Tuesday, March 25, 2008

assorted thoughts during the octave of Easter


Traditionally, as far as the church calendar goes, this week is actually a day. To denote the profound change that Christ's resurrection has wrought in our lives, the first week after Easter Sunday comprises one metaphorical day. Time itself is altered by this news. In the early Church, those baptized on Easter wore their baptismal robes in public this whole week to signify this. They didn't take off this sign of their new life until the second Sunday of Easter--Quasimodo Sunday, or White Sunday--when the "day" had come to an end. The setting for the gospel text for the second Sunday of Easter (John 20) underscores this passage of time. All of this, of course, is not law. One must not follow it to celebrate the resurrection (and I know of blessed few congregations who still do); it shows that over the years, however, church tradition has thought of creative ways of showing how significant this change from death to life is. It shows how the Church has invented thoughtful methods for indicating that the life of faith is altogether different from the life without it.

And I can't help but think of these rich traditions that have gone by the wayside in light of our own congregation's struggles, for example, to keep lightbulbs changed in the sanctuary and a full roster of committed Sunday school teachers. For a long time I've thought that, in order to function fairly well, a congregation needed a substantial number of its members to make it a priority in their life, ranked above sports and making money, to name a couple of competitors. Church needed to be the Primary Community. Rather than being another organization to "belong to," the congregation needed to be the main gathering place, the chief social group.

Now I'm amending that approach just a little. In order for a congregation take up God's mission and embody his incarnate love robustly and most faithfully, I believe its members really need to think of the Church as their way of life. If that sounds drastic, it's because it is. In a sense, it is cultic (in that it is something that must be cultivated). I'm not suggesting that we re-institute, for example, celebrating the octave of Easter with baptizands' wearing of their white robes in public, but perhaps we should challenge our people to think of church as a way of life, rather than a hobby or a membership. The church constantly needs to remind itself that it is a Way, it is a way of living that permeates all other aspects of one's life. Church is not merely a way we should spend our every Sunday morning (although, at the very least, it should be this), but it is where an individual's life is rooted. The Church is new clothing, in a sense: we receive Christ's robe of grace and love and thanksgiving and we are bid to wear it all the time.

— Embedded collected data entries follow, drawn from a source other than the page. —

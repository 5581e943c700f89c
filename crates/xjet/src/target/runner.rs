//! The `Runner` service-provider interface: an execution endpoint that
//! consumes bundles and emits packet frames.

use async_trait::async_trait;
use std::collections::HashMap;
use std::time::Duration;
use tokio::sync::mpsc;

/// Channel a runner's `connect` handler uses to emit complete packet
/// frames back to the target, exactly once per frame.
pub type Emit = mpsc::UnboundedSender<Vec<u8>>;

/// An execution endpoint: local in-process sandbox or an external
/// process/fleet, dispatched to uniformly by the target abstraction.
#[async_trait]
pub trait Runner: Send + Sync {
    /// Human-readable name (reported to reporters, used for
    /// multi-runner column padding).
    fn name(&self) -> &str;

    /// Pre-assigned id, if the runner configuration carried one.
    fn configured_id(&self) -> Option<&str> {
        None
    }

    fn connection_timeout(&self) -> Duration {
        Duration::from_millis(5000)
    }

    fn dispatch_timeout(&self) -> Duration {
        Duration::from_millis(5000)
    }

    /// Establish the connection. Must call `emit` exactly once per
    /// complete packet frame it subsequently produces.
    async fn connect(
        &self,
        emit: Emit,
        runner_id: &str,
        argv: &HashMap<String, String>,
    ) -> Result<(), crate::error::XjetError>;

    /// Dispatch one suite's bundle. Must guarantee an eventual `EndSuite`
    /// or `Error` packet for `suite_id`.
    async fn dispatch(&self, bytes: Vec<u8>, suite_id: &str) -> Result<(), crate::error::XjetError>;

    async fn disconnect(&self) -> Result<(), crate::error::XjetError> {
        Ok(())
    }
}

I know I'm not saying anything new here, but as a pastor, I constantly feel guilty for asking members to contribute their time and resources to church, whether or not I do it directly (by asking them outright) or just by providing them myriad opportunities to "get involved." This sense of guilt comes from my own deep-seated belief that Church is still an "extra" for so many people. I fear they will be turned off by this strange modern-day affliction known as "burnout." How can church leaders effectively convey to the congregations they serve that church shouldn't just be a priority, but a complete way of life---and do it in a loving, graceful manner? To be sure, holding onto the traditions is one way, because I think they evoke emotions and communicate the nature of faith in ways that mere words often can't. But in what ways can we reclaim this sense of church as way of life?

(image: Russian icon of the resurrection of Christ, 16th cent.)

Monday, March 10, 2008

all creation groans for its redemption...and I mean all of it


Yesterday during worship as people were taking communion and returning to their seats, some of them encountered the acolyte coming back into church through the side door, in his robe and everything. The acolyte is supposed to stand "at attention" at the head of the aisle in the nave in order to make sure that everyone gets a communion glass for communion. Why was he coming in from the outside in the middle of worship?

Once we had concluded the service and he could be questioned about this peculiar activity, it was discovered that he was outside because he had found a large spider in the rack of communion glasses and wanted to get rid of it by releasing it in the yard. So as not to disturb anyone by his discovery, he stuck it in his pocket--without squishing it, I assume--and snuck outside. Upon arriving there, he determined that it was too cold and snowy to release a spider into a natural environment, so he placed the spider back in his pocket and brought it back inside. Unwilling to deposit the friendly intruder where other people might see it, he then released the spider up at the altar after communion was over. It was there, I suppose he figured, that the spider could live in reconciliation with its surroundings.

I'm fairly certain that the acolyte did not choose the altar on purpose (rather, it just happened to be a convenient, less-traveled area), but the symbolism of his gesture of freedom and release is still potent. We speak of the resurrected Jesus as the consummations of God's new creation. We speak of the foretaste of his feast as the time toward which we look when all of creation will be gathered, reconciled, and released in the freedom of the Spirit so that we may be that which we were fashioned to be. Sometimes, I fear, Holy Communion becomes "just another part of worship," so it's nice to have concrete reminders of what we are proclaiming at the meal every Sunday at this meal, even if they comes from an unlikely arachnid.